なお、日本のカフェやレストランによっては「クロックマダム」をポーチドエッグでアレンジしているお店もあります。本場フランス式では半熟の目玉焼きをのせるのが一般的ですが、スタイルは多様化しています。目玉焼きの有無が条件です。


クロックムッシュに使うチーズとハムの本場の選び方

本場フランスのクロックムッシュに使われるチーズは、グリュイエールチーズが定番です。スイス・フランスアルプス地方原産のこのチーズは、加熱するとよく溶けてコクのある風味を出すため、クロックムッシュに最適とされています。


グリュイエールチーズが手に入りにくい場合は、エメンタールチーズやコンテチーズも代用品として適しています。日本のスーパーで手軽に手に入るシュレッドチーズ(ピザ用チーズ)でも作れますが、グリュイエールを使うと風味が段違いです。


ハムについては、フランスでは「ジャンボン・ド・パリ(パリ風ハム)」と呼ばれる無塩タイプの白いハムが使われるのが伝統的です。塩味が控えめなため、ベシャメルソースやチーズの塩気とバランスが取れます。日本のロースハムでも十分おいしく作れますが、厚みのあるものを選ぶとより本格的な仕上がりになります。


パンはバゲットや食パンが一般的です。厚切りの食パン(4枚切り)を使うと外はカリッと中はふわっとした食感に仕上がります。薄切りパンだと焼いている間に中身の重みで崩れやすいため、ある程度の厚みがあるものを選ぶのがポイントです。厚みが条件です。


チーズの選び方ひとつで完成度がぐっと変わります。近くのスーパーや輸入食材店でグリュイエールを探してみる価値は十分にあります。


クロックムッシュを自宅で作るときの失敗しないコツ

クロックムッシュを自宅で作るとき、最もよくある失敗はベシャメルソースを省略してしまうことです。バターとチーズとハムだけで作るとどうしても「ただのホットサンド」になってしまい、本格的なクロックムッシュの風味には届きません。


ベシャメルソースは難しそうに聞こえますが、基本の材料はバター・薄力粉・牛乳の3つだけです。小さめのフライパンや鍋でバターを溶かし、薄力粉を加えて炒めたあと、牛乳を少しずつ加えながら混ぜるだけで完成します。全工程で10分もあれば作れます。


🔑 ベシャメルソース基本の比率(2人分目安):


- バター:15g
- 薄力粉:15g
- 牛乳:200ml(コップ1杯弱)
- 塩・こしょう・ナツメグ:少々


加熱方法はトースターかオーブンが最適です。フライパンでも作れますが、上面のチーズをきれいに焼くためには最後にアルミホイルを被せてトースターで仕上げるのがおすすめです。

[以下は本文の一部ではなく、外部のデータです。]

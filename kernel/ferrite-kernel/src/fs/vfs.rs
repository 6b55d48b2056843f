//! The vnode abstraction and a flat name registry.

extern crate alloc;

use alloc::collections::BTreeMap;
use alloc::string::{String, ToString};
use alloc::sync::Arc;
use alloc::vec::Vec;

use ferrite_core::sync::SpinLock;
use ferrite_core::syscall::Errno;

/// A file-like kernel object.
///
/// Offsets live in the file handle, not the vnode, so one vnode can
/// back any number of open files.
pub trait Vnode: Send + Sync {
    /// Reads at `offset` into `buf`, returning the byte count (0 at EOF).
    fn read_at(&self, offset: u64, buf: &mut [u8]) -> Result<usize, Errno>;

    /// Writes `buf` at `offset`, returning the byte count.
    fn write_at(&self, offset: u64, buf: &[u8]) -> Result<usize, Errno>;

    /// Current size in bytes.
    fn size(&self) -> u64;

    /// Whether seeking past the stream position makes sense.
    fn is_seekable(&self) -> bool {
        true
    }
}

/// A RAM-backed file.
pub struct MemFile {
    data: SpinLock<Vec<u8>>,
}

impl MemFile {
    /// Creates an empty file.
    pub fn new() -> Arc<Self> {
        Self::with_contents(Vec::new())
    }

    /// Creates a file holding `data`.
    pub fn with_contents(data: Vec<u8>) -> Arc<Self> {
        Arc::new(Self {
            data: SpinLock::new(data),
        })
    }

    /// Returns a copy of the current contents.
    pub fn snapshot(&self) -> Vec<u8> {
        self.data.lock().clone()
    }
}

impl Vnode for MemFile {
    fn read_at(&self, offset: u64, buf: &mut [u8]) -> Result<usize, Errno> {
        let data = self.data.lock();
        let offset = offset as usize;
        if offset >= data.len() {
            return Ok(0);
        }
        let n = buf.len().min(data.len() - offset);
        buf[..n].copy_from_slice(&data[offset..offset + n]);
        Ok(n)
    }

    fn write_at(&self, offset: u64, buf: &[u8]) -> Result<usize, Errno> {
        let mut data = self.data.lock();
        let offset = offset as usize;
        if data.len() < offset + buf.len() {
            data.resize(offset + buf.len(), 0);
        }
        data[offset..offset + buf.len()].copy_from_slice(buf);
        Ok(buf.len())
    }

    fn size(&self) -> u64 {
        self.data.lock().len() as u64
    }
}

/// A directory vnode. Carries no data of its own; byte access refuses.
pub struct DirNode;

impl Vnode for DirNode {
    fn read_at(&self, _offset: u64, _buf: &mut [u8]) -> Result<usize, Errno> {
        Err(Errno::IsDir)
    }

    fn write_at(&self, _offset: u64, _buf: &[u8]) -> Result<usize, Errno> {
        Err(Errno::IsDir)
    }

    fn size(&self) -> u64 {
        0
    }

    fn is_seekable(&self) -> bool {
        false
    }
}

enum VfsEntry {
    File(Arc<dyn Vnode>),
    Dir(Arc<DirNode>),
}

/// Flat path-to-vnode registry.
///
/// Stands in for a mounted filesystem tree: boot code registers the
/// console device, directories, and executables under absolute paths.
pub struct Vfs {
    entries: SpinLock<BTreeMap<String, VfsEntry>>,
}

impl Vfs {
    /// Creates a registry holding only the root directory.
    pub fn new() -> Self {
        let vfs = Self {
            entries: SpinLock::new(BTreeMap::new()),
        };
        vfs.register_dir("/");
        vfs
    }

    /// Registers a file-like vnode under `path`.
    pub fn register_file(&self, path: &str, vnode: Arc<dyn Vnode>) {
        self.entries
            .lock()
            .insert(path.to_string(), VfsEntry::File(vnode));
    }

    /// Registers a directory under `path`.
    pub fn register_dir(&self, path: &str) {
        self.entries
            .lock()
            .insert(path.to_string(), VfsEntry::Dir(Arc::new(DirNode)));
    }

    /// Resolves `path` to a file vnode.
    pub fn resolve(&self, path: &str) -> Result<Arc<dyn Vnode>, Errno> {
        match self.entries.lock().get(path) {
            Some(VfsEntry::File(vnode)) => Ok(vnode.clone()),
            Some(VfsEntry::Dir(_)) => Err(Errno::IsDir),
            None => Err(Errno::NoEnt),
        }
    }

    /// Resolves `path` to a directory vnode.
    pub fn resolve_dir(&self, path: &str) -> Result<Arc<DirNode>, Errno> {
        match self.entries.lock().get(path) {
            Some(VfsEntry::Dir(dir)) => Ok(dir.clone()),
            Some(VfsEntry::File(_)) => Err(Errno::NotDir),
            None => Err(Errno::NoEnt),
        }
    }
}

impl Default for Vfs {
    fn default() -> Self {
        Self::new()
    }
}

/// A process's current directory: the path for `__getcwd` plus the
/// directory vnode it resolved to.
pub struct Cwd {
    /// Absolute path.
    pub path: String,
    /// The directory's vnode.
    pub vnode: Arc<DirNode>,
}

impl Cwd {
    /// The root directory.
    pub fn root() -> Self {
        Self {
            path: "/".to_string(),
            vnode: Arc::new(DirNode),
        }
    }
}
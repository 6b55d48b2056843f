//! The global process table.
//!
//! A fixed array indexed by PID. A slot is occupied exactly while that
//! PID names a live-or-zombie process; reaping clears it. All access
//! goes through the table's spin lock.

extern crate alloc;

use alloc::sync::Arc;
use alloc::vec::Vec;

use ferrite_core::id::Pid;
use ferrite_core::sync::SpinLock;
use ferrite_core::syscall::Errno;

use super::Process;
use crate::param::{PID_MAX, PID_MIN};

/// Fixed-size PID-indexed table of processes.
pub struct ProcessTable {
    slots: SpinLock<Vec<Option<Arc<Process>>>>,
}

impl ProcessTable {
    /// Creates an empty table.
    pub fn new() -> Self {
        Self {
            slots: SpinLock::named("proctable", (0..PID_MAX).map(|_| None).collect()),
        }
    }

    /// Allocates the first free PID at or above [`PID_MIN`] and installs
    /// a fresh process there.
    ///
    /// Fails with resource-unavailable when every slot is taken.
    pub fn spawn(&self, name: &str, ppid: Pid) -> Result<Arc<Process>, Errno> {
        let mut slots = self.slots.lock();
        for pid in PID_MIN..PID_MAX {
            if slots[pid as usize].is_none() {
                let proc = Arc::new(Process::new(Pid::new(pid), ppid, name));
                slots[pid as usize] = Some(proc.clone());
                return Ok(proc);
            }
        }
        Err(Errno::Again)
    }

    /// Looks up a process by PID.
    pub fn lookup(&self, pid: Pid) -> Option<Arc<Process>> {
        if !Self::pid_in_range(pid) {
            return None;
        }
        self.slots.lock()[pid.as_usize()].clone()
    }

    /// Clears the slot for `pid`. Part of reaping.
    pub fn remove(&self, pid: Pid) {
        if Self::pid_in_range(pid) {
            self.slots.lock()[pid.as_usize()] = None;
        }
    }

    /// Returns the number of occupied slots.
    pub fn len(&self) -> usize {
        self.slots.lock().iter().filter(|s| s.is_some()).count()
    }

    /// Returns `true` when no process exists.
    pub fn is_empty(&self) -> bool {
        self.len() == 0
    }

    /// Returns `true` if `pid` indexes the table.
    pub fn pid_in_range(pid: Pid) -> bool {
        (PID_MIN..PID_MAX).contains(&pid.as_u32())
    }
}

impl Default for ProcessTable {
    fn default() -> Self {
        Self::new()
    }
}

#[cfg(test)]
mod tests {
    use super::*;

    #[test]
    fn pids_start_at_min_and_ascend() {
        let table = ProcessTable::new();
        let a = table.spawn("a", Pid::new(1)).unwrap();
        let b = table.spawn("b", Pid::new(1)).unwrap();
        assert_eq!(a.pid().as_u32(), PID_MIN);
        assert_eq!(b.pid().as_u32(), PID_MIN + 1);
    }

    #[test]
    fn freed_slot_is_reused_first() {
        let table = ProcessTable::new();
        let a = table.spawn("a", Pid::new(1)).unwrap();
        let _b = table.spawn("b", Pid::new(1)).unwrap();

        table.remove(a.pid());
        let c = table.spawn("c", Pid::new(1)).unwrap();
        assert_eq!(c.pid(), a.pid());
    }

    #[test]
    fn lookup_matches_slot() {
        let table = ProcessTable::new();
        let a = table.spawn("a", Pid::new(1)).unwrap();
        let found = table.lookup(a.pid()).unwrap();
        assert_eq!(found.pid(), a.pid());

        assert!(table.lookup(Pid::new(PID_MAX - 1)).is_none());
        assert!(table.lookup(Pid::new(PID_MAX)).is_none());
    }

    #[test]
    fn table_exhaustion() {
        let table = ProcessTable::new();
        for _ in PID_MIN..PID_MAX {
            table.spawn("p", Pid::new(1)).unwrap();
        }
        assert_eq!(
            table.spawn("one-too-many", Pid::new(1)).err(),
            Some(Errno::Again)
        );
    }

    #[test]
    fn remove_clears_slot() {
        let table = ProcessTable::new();
        let a = table.spawn("a", Pid::new(1)).unwrap();
        assert_eq!(table.len(), 1);
        table.remove(a.pid());
        assert!(table.is_empty());
        assert!(table.lookup(a.pid()).is_none());
    }
}
//! Executable loading seam.
//!
//! exec drives loading through the [`BinaryLoader`] trait; the real ELF
//! loader plugs in behind it. [`FlatImageLoader`] loads headerless flat
//! images and keeps the pipeline exercisable without an ELF toolchain.

extern crate alloc;

use alloc::sync::Arc;

use ferrite_core::addr::{PAGE_SIZE, VirtAddr};
use ferrite_core::syscall::Errno;
use ferrite_mm::{AddressSpace, Coremap, RegionPerms};

use crate::fs::Vnode;

/// Maps an executable image into a fresh address space.
pub trait BinaryLoader: Send + Sync {
    /// Defines the image's regions in `aspace`, copies the contents in,
    /// and returns the entry point.
    fn load(
        &self,
        vnode: &Arc<dyn Vnode>,
        aspace: &mut AddressSpace,
        coremap: &mut Coremap,
    ) -> Result<VirtAddr, Errno>;
}

/// Loads a headerless flat image at a fixed base; entry is the base.
pub struct FlatImageLoader {
    /// Virtual address the image is mapped at.
    pub base: VirtAddr,
}

impl FlatImageLoader {
    /// Conventional text base for flat user images.
    pub fn at_default_base() -> Self {
        Self {
            base: VirtAddr::new(0x0040_0000),
        }
    }
}

impl BinaryLoader for FlatImageLoader {
    fn load(
        &self,
        vnode: &Arc<dyn Vnode>,
        aspace: &mut AddressSpace,
        coremap: &mut Coremap,
    ) -> Result<VirtAddr, Errno> {
        let size = vnode.size();
        if size == 0 {
            return Err(Errno::NoExec);
        }

        aspace.define_region(
            self.base,
            size,
            RegionPerms::READ | RegionPerms::WRITE | RegionPerms::EXEC,
        );

        let dm = coremap.dirmap();
        let mut page_buf = [0u8; PAGE_SIZE];
        let mut copied = 0u64;
        while copied < size {
            let va = self.base + copied;
            // Cap each read at the frame boundary; short vnode reads
            // would otherwise desynchronize offsets from frames.
            let want = PAGE_SIZE - va.page_offset() as usize;
            let n = vnode.read_at(copied, &mut page_buf[..want])?;
            if n == 0 {
                break;
            }
            let pa = aspace.ensure_backed(va.page_base(), coremap)?;
            dm.write_bytes(pa + va.page_offset(), &page_buf[..n]);
            copied += n as u64;
        }

        Ok(self.base)
    }
}
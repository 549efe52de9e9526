//! Bounded, branch-free undo/redo log of full document snapshots.

use crate::document::{Document, DocumentSnapshot};
use chrono::{DateTime, Utc};
use serde::{Deserialize, Serialize};
use uuid::Uuid;

/// Maximum number of history entries to keep.
pub const MAX_HISTORY: usize = 50;

/// One full snapshot of the canvas state, tagged with an action label.
#[derive(Debug, Clone, Serialize, Deserialize)]
pub struct HistoryEntry {
    /// Unique entry identifier.
    pub id: Uuid,
    /// When the entry was captured.
    pub timestamp: DateTime<Utc>,
    /// Human-readable action label ("Add rectangle", "Align left", ...).
    pub label: String,
    snapshot: DocumentSnapshot,
}

/// Read-only summary of the history state.
#[derive(Debug, Clone, PartialEq)]
pub struct HistoryInfo {
    /// Total entries in the log.
    pub total: usize,
    /// Current position in the log (-1 when empty).
    pub position: isize,
    pub can_undo: bool,
    pub can_redo: bool,
    /// Label of the entry at the current position.
    pub last_action: Option<String>,
}

/// Linear undo/redo log over full-document snapshots.
///
/// Entries are stored in insertion order. A new `save_state` discards any
/// entries past the current position (a new action invalidates the redo
/// branch) and the log is capped at [`MAX_HISTORY`] entries, evicting the
/// oldest.
#[derive(Debug, Clone, Default)]
pub struct History {
    entries: Vec<HistoryEntry>,
    /// Index of the entry matching the live document, -1 when empty.
    current: isize,
    /// Set while a snapshot is being restored, so the restore itself
    /// cannot record a spurious entry.
    restoring: bool,
}

impl History {
    pub fn new() -> Self {
        Self {
            entries: Vec::new(),
            current: -1,
            restoring: false,
        }
    }

    /// Capture the document's present collections as a new entry.
    /// No-op while a restore is in progress.
    pub fn save_state(&mut self, label: impl Into<String>, document: &Document) {
        if self.restoring {
            return;
        }
        let label = label.into();

        // A new action invalidates everything past the current position.
        self.entries.truncate((self.current + 1) as usize);

        self.entries.push(HistoryEntry {
            id: Uuid::new_v4(),
            timestamp: Utc::now(),
            label: label.clone(),
            snapshot: document.snapshot(),
        });
        self.current = self.entries.len() as isize - 1;

        if self.entries.len() > MAX_HISTORY {
            self.entries.remove(0);
            self.current -= 1;
        }

        log::debug!(
            "history: saved '{}' ({} entries, position {})",
            label,
            self.entries.len(),
            self.current
        );
    }

    /// Restore the previous entry into the document.
    /// Returns false at the start of the log.
    pub fn undo(&mut self, document: &mut Document) -> bool {
        if self.current <= 0 {
            return false;
        }
        let snapshot = self.entries[(self.current - 1) as usize].snapshot.clone();
        self.restoring = true;
        document.restore(snapshot);
        self.restoring = false;
        self.current -= 1;
        log::debug!("history: undo to position {}", self.current);
        true
    }

    /// Restore the next entry into the document.
    /// Returns false at the end of the log.
    pub fn redo(&mut self, document: &mut Document) -> bool {
        if self.current >= self.entries.len() as isize - 1 {
            return false;
        }
        let snapshot = self.entries[(self.current + 1) as usize].snapshot.clone();
        self.restoring = true;
        document.restore(snapshot);
        self.restoring = false;
        self.current += 1;
        log::debug!("history: redo to position {}", self.current);
        true
    }

    pub fn can_undo(&self) -> bool {
        self.current > 0
    }

    pub fn can_redo(&self) -> bool {
        self.current < self.entries.len() as isize - 1
    }

    /// Empty the log.
    pub fn clear(&mut self) {
        self.entries.clear();
        self.current = -1;
    }

    /// Read-only summary of the log.
    pub fn info(&self) -> HistoryInfo {
        HistoryInfo {
            total: self.entries.len(),
            position: self.current,
            can_undo: self.can_undo(),
            can_redo: self.can_redo(),
            last_action: if self.current >= 0 {
                Some(self.entries[self.current as usize].label.clone())
            } else {
                None
            },
        }
    }

    /// Entries in chronological order.
    pub fn entries(&self) -> &[HistoryEntry] {
        &self.entries
    }
}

焦げやすいため、トースター使用時は500Wで3〜4分を目安にして、チーズがとろけてうっすら焦げ目がついたら取り出すのがベストです。


また、パンにあらかじめバターを薄く塗っておくことで、外側のカリカリ感が格段にアップします。マーガリンでも代用できますが、風味の豊かさはバターに軍配が上がります。バターが基本です。


自宅での再現性を上げたいなら、グリュイエールチーズとベシャメルソースの2点を妥協しないことが最短ルートです。この2点だけ覚えておけばOKです。


クロックムッシュはシンプルな材料と工程で作れる料理ながら、名前の意味・歴史・素材の選び方を知るだけで、作るときの楽しさも食べるときの満足感もまったく変わってきます。グリュイエールチーズとベシャメルソースを使った本格レシピで、ぜひ週末の朝食や軽いランチに取り入れてみてください。フランスのカフェ気分を自宅で手軽に楽しめるのが、クロックムッシュの一番の魅力です。